Every line from the one containing "let s = <String" to the end of the listing below should be transcribed exactly, and no line outside that span should appear.

Top of DATA PROVIDED

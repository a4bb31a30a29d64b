macro_rules! string_enum {
    (
        $(#[$enum_meta:meta])*
        $vis:vis enum $name:ident {
            $(
                $(#[$variant_meta:meta])*
                $variant:ident => $str_val:literal
            ),* $(,)?
        }
    ) => {
        $(#[$enum_meta])*
        $vis enum $name {
            $(
                $(#[$variant_meta])*
                $variant
            ),*
        }

        impl $name {
            pub const ALL: &'static [$name] = &[$(Self::$variant),*];

            pub fn as_str(&self) -> &'static str {
                match self {
                    $(Self::$variant => $str_val),*
                }
            }
        }

        impl sqlx::Type<sqlx::Sqlite> for $name {
            fn type_info() -> sqlx::sqlite::SqliteTypeInfo {
                <String as sqlx::Type<sqlx::Sqlite>>::type_info()
            }

            fn compatible(ty: &sqlx::sqlite::SqliteTypeInfo) -> bool {
                <String as sqlx::Type<sqlx::Sqlite>>::compatible(ty)
            }
        }

        impl<'q> sqlx::Encode<'q, sqlx::Sqlite> for $name {
            fn encode_by_ref(
                &self,
                args: &mut Vec<sqlx::sqlite::SqliteArgumentValue<'q>>,
            ) -> Result<sqlx::encode::IsNull, sqlx::error::BoxDynError> {
                <&str as sqlx::Encode<'q, sqlx::Sqlite>>::encode_by_ref(&self.as_str(), args)
            }
        }

        impl<'r> sqlx::Decode<'r, sqlx::Sqlite> for $name {
            fn decode(
                value: sqlx::sqlite::SqliteValueRef<'r>,
            ) -> Result<Self, sqlx::error::BoxDynError> {
                let s = <String as sqlx::Decode<sqlx::Sqlite>>::decode(value)?;
                s.parse::<$name>().map_err(Into::into)
            }
        }

        impl std::fmt::Display for $name {
            fn fmt(&self, f: &mut std::fmt::Formatter<'_>) -> std::fmt::Result {
                f.write_str(self.as_str())
            }
        }

        // Names are matched exactly.
        impl std::str::FromStr for $name {
            type Err = String;

            fn from_str(s: &str) -> Result<Self, Self::Err> {
                match s {
                    $($str_val => Ok(Self::$variant)),*,
                    _ => Err(format!("Invalid {}: {}", stringify!($name), s)),
                }
            }
        }
    };
}

pub(crate) use string_enum;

Bottom of DATA PROVIDED

_ANSWER TO THIS TASK:_
                let s = <String as sqlx::Decode<sqlx::Sqlite>>::decode(value)?;
                s.parse::<$name>().map_err(Into::into)
            }
        }

        impl std::fmt::Display for $name {
            fn fmt(&self, f: &mut std::fmt::Formatter<'_>) -> std::fmt::Result {
                f.write_str(self.as_str())
            }
        }

        // Names are matched exactly.
        impl std::str::FromStr for $name {
            type Err = String;

            fn from_str(s: &str) -> Result<Self, Self::Err> {
                match s {
                    $($str_val => Ok(Self::$variant)),*,
                    _ => Err(format!("Invalid {}: {}", stringify!($name), s)),
                }
            }
        }
    };
}

pub(crate) use string_enum;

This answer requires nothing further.